__Dataset entries__:
____________________
use crate::*;
use glint_core::wire::{decode_frame, FramePayload, FrameType};
use glint_engine::TransferSession;

fn frame_types(frames: &[Vec<u8>]) -> Vec<FrameType> {
    frames
        .iter()
        .map(|b| decode_frame(b).unwrap().1.frame_type())
        .collect()
}

/// Every chunk index occurs at least R times per cycle — the repetition
/// guarantee a receiver's drop tolerance is built on.
#[test]
fn repetition_floor_holds() {
    let data = test_payload(10, 7_300);
    let mut session = TransferSession::new();
    session.load_bytes("rep", &data, &cfg(400, 3, 8)).unwrap();
    let frames = frame_bytes(session.sequence().unwrap());

    let total_chunks = 19; // ceil(7300 / 400)
    let mut seen = vec![0usize; total_chunks];
    for bytes in &frames {
        if let (_, FramePayload::Data { chunk_index, .. }) = decode_frame(bytes).unwrap() {
            seen[chunk_index as usize] += 1;
        }
    }
    assert!(seen.iter().all(|&n| n >= 3), "under-repeated chunk: {seen:?}");
}

/// The header recurs throughout the cycle so a receiver joining at any point
/// learns the transfer geometry within at most one pass.
#[test]
fn header_gap_is_bounded_by_one_pass() {
    let data = test_payload(11, 9_000);
    let mut session = TransferSession::new();
    session.load_bytes("gap", &data, &cfg(500, 3, 8)).unwrap();
    let frames = frame_bytes(session.sequence().unwrap());
    let types = frame_types(&frames);

    let header_positions: Vec<usize> = types
        .iter()
        .enumerate()
        .filter(|(_, t)| **t == FrameType::Header)
        .map(|(i, _)| i)
        .collect();
    assert_eq!(header_positions.len(), 3);

    // Pass length: 18 data frames + header, plus at most the parity frames
    // interleaved into that stretch.
    let chunks = 18;
    let parity_groups = 3;
    let max_gap = chunks + 1 + parity_groups;
    for pair in header_positions.windows(2) {
        assert!(pair[1] - pair[0] <= max_gap, "header gap too wide: {pair:?}");
    }
    // Wrap-around gap too: the cycle repeats.
    let wrap = frames.len() - header_positions.last().unwrap() + header_positions[0];
    assert!(wrap <= max_gap, "wrap-around header gap too wide: {wrap}");
}

/// A contiguous capture window of one pass length (plus interleaved parity)
/// sees every chunk, wherever the window starts.
#[test]
fn any_window_of_one_pass_covers_all_chunks() {
    let data = test_payload(12, 5_000);
    let mut session = TransferSession::new();
    session.load_bytes("win", &data, &cfg(500, 3, 4)).unwrap();
    let frames = frame_bytes(session.sequence().unwrap());

    let total_chunks = 10u16;
    let parity_groups = 3;
    let window = 1 + total_chunks as usize + parity_groups; // header + data + parity

    for start in 0..frames.len() {
        let captured: Vec<&[u8]> = (0..window)
            .map(|off| frames[(start + off) % frames.len()].as_slice())
            .collect();
        let cap = capture(captured);
        assert_eq!(
            cap.chunks.len() as u16,
            total_chunks,
            "window starting at {start} missed chunks"
        );
    }
}

/// Parity frames are spread through the cycle, never a trailing block.
#[test]
fn parity_never_bunches_at_cycle_end() {
    let data = test_payload(13, 12_800);
    let mut session = TransferSession::new();
    session.load_bytes("mix", &data, &cfg(400, 2, 4)).unwrap();
    let types = frame_types(&frame_bytes(session.sequence().unwrap()));

    let last_parity_run = types
        .iter()
        .rev()
        .take_while(|t| **t == FrameType::Parity)
        .count();
    assert!(
        last_parity_run <= 1,
        "{last_parity_run} parity frames bunched at cycle end"
    );
}

/// Same file, same knobs, same frames — byte for byte.
#[test]
fn sequence_is_reproducible_for_fixed_session() {
    let data = test_payload(14, 2_000);
    let configuration = cfg(250, 2, 4);

    // Two loads differ only by session id (and thus checksummed headers), so
    // compare the decoded payloads instead of raw bytes.
    let mut a = TransferSession::new();
    a.load_bytes("same", &data, &configuration).unwrap();
    let mut b = TransferSession::new();
    b.load_bytes("same", &data, &configuration).unwrap();

    let payloads = |frames: Vec<Vec<u8>>| -> Vec<FramePayload> {
        frames
            .iter()
            .map(|bytes| decode_frame(bytes).unwrap().1)
            .collect()
    };
    assert_eq!(
        payloads(frame_bytes(a.sequence().unwrap())),
        payloads(frame_bytes(b.sequence().unwrap()))
    );
}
____________________
__YOUR GOAL__: For every entry above, write out an exact copy.

__ANSWER TO THE PROBLEM__:
use crate::*;
use glint_core::wire::{decode_frame, FramePayload, FrameType};
use glint_engine::TransferSession;

fn frame_types(frames: &[Vec<u8>]) -> Vec<FrameType> {
    frames
        .iter()
        .map(|b| decode_frame(b).unwrap().1.frame_type())
        .collect()
}

/// Every chunk index occurs at least R times per cycle — the repetition
/// guarantee a receiver's drop tolerance is built on.
#[test]
fn repetition_floor_holds() {
    let data = test_payload(10, 7_300);
    let mut session = TransferSession::new();
    session.load_bytes("rep", &data, &cfg(400, 3, 8)).unwrap();
    let frames = frame_bytes(session.sequence().unwrap());

    let total_chunks = 19; // ceil(7300 / 400)
    let mut seen = vec![0usize; total_chunks];
    for bytes in &frames {
        if let (_, FramePayload::Data { chunk_index, .. }) = decode_frame(bytes).unwrap() {
            seen[chunk_index as usize] += 1;
        }
    }
    assert!(seen.iter().all(|&n| n >= 3), "under-repeated chunk: {seen:?}");
}

/// The header recurs throughout the cycle so a receiver joining at any point
/// learns the transfer geometry within at most one pass.
#[test]
fn header_gap_is_bounded_by_one_pass() {
    let data = test_payload(11, 9_000);
    let mut session = TransferSession::new();
    session.load_bytes("gap", &data, &cfg(500, 3, 8)).unwrap();
    let frames = frame_bytes(session.sequence().unwrap());
    let types = frame_types(&frames);

    let header_positions: Vec<usize> = types
        .iter()
        .enumerate()
        .filter(|(_, t)| **t == FrameType::Header)
        .map(|(i, _)| i)
        .collect();
    assert_eq!(header_positions.len(), 3);

    // Pass length: 18 data frames + header, plus at most the parity frames
    // interleaved into that stretch.
    let chunks = 18;
    let parity_groups = 3;
    let max_gap = chunks + 1 + parity_groups;
    for pair in header_positions.windows(2) {
        assert!(pair[1] - pair[0] <= max_gap, "header gap too wide: {pair:?}");
    }
    // Wrap-around gap too: the cycle repeats.
    let wrap = frames.len() - header_positions.last().unwrap() + header_positions[0];
    assert!(wrap <= max_gap, "wrap-around header gap too wide: {wrap}");
}

/// A contiguous capture window of one pass length (plus interleaved parity)
/// sees every chunk, wherever the window starts.
#[test]
fn any_window_of_one_pass_covers_all_chunks() {
    let data = test_payload(12, 5_000);
    let mut session = TransferSession::new();
    session.load_bytes("win", &data, &cfg(500, 3, 4)).unwrap();
    let frames = frame_bytes(session.sequence().unwrap());

    let total_chunks = 10u16;
    let parity_groups = 3;
    let window = 1 + total_chunks as usize + parity_groups; // header + data + parity

    for start in 0..frames.len() {
        let captured: Vec<&[u8]> = (0..window)
            .map(|off| frames[(start + off) % frames.len()].as_slice())
            .collect();
        let cap = capture(captured);
        assert_eq!(
            cap.chunks.len() as u16,
            total_chunks,
            "window starting at {start} missed chunks"
        );
    }
}

/// Parity frames are spread through the cycle, never a trailing block.
#[test]
fn parity_never_bunches_at_cycle_end() {
    let data = test_payload(13, 12_800);
    let mut session = TransferSession::new();
    session.load_bytes("mix", &data, &cfg(400, 2, 4)).unwrap();
    let types = frame_types(&frame_bytes(session.sequence().unwrap()));

    let last_parity_run = types
        .iter()
        .rev()
        .take_while(|t| **t == FrameType::Parity)
        .count();
    assert!(
        last_parity_run <= 1,
        "{last_parity_run} parity frames bunched at cycle end"
    );
}

/// Same file, same knobs, same frames — byte for byte.
#[test]
fn sequence_is_reproducible_for_fixed_session() {
    let data = test_payload(14, 2_000);
    let configuration = cfg(250, 2, 4);

    // Two loads differ only by session id (and thus checksummed headers), so
    // compare the decoded payloads instead of raw bytes.
    let mut a = TransferSession::new();
    a.load_bytes("same", &data, &configuration).unwrap();
    let mut b = TransferSession::new();
    b.load_bytes("same", &data, &configuration).unwrap();

    let payloads = |frames: Vec<Vec<u8>>| -> Vec<FramePayload> {
        frames
            .iter()
            .map(|bytes| decode_frame(bytes).unwrap().1)
            .collect()
    };
    assert_eq!(
        payloads(frame_bytes(a.sequence().unwrap())),
        payloads(frame_bytes(b.sequence().unwrap()))
    );
}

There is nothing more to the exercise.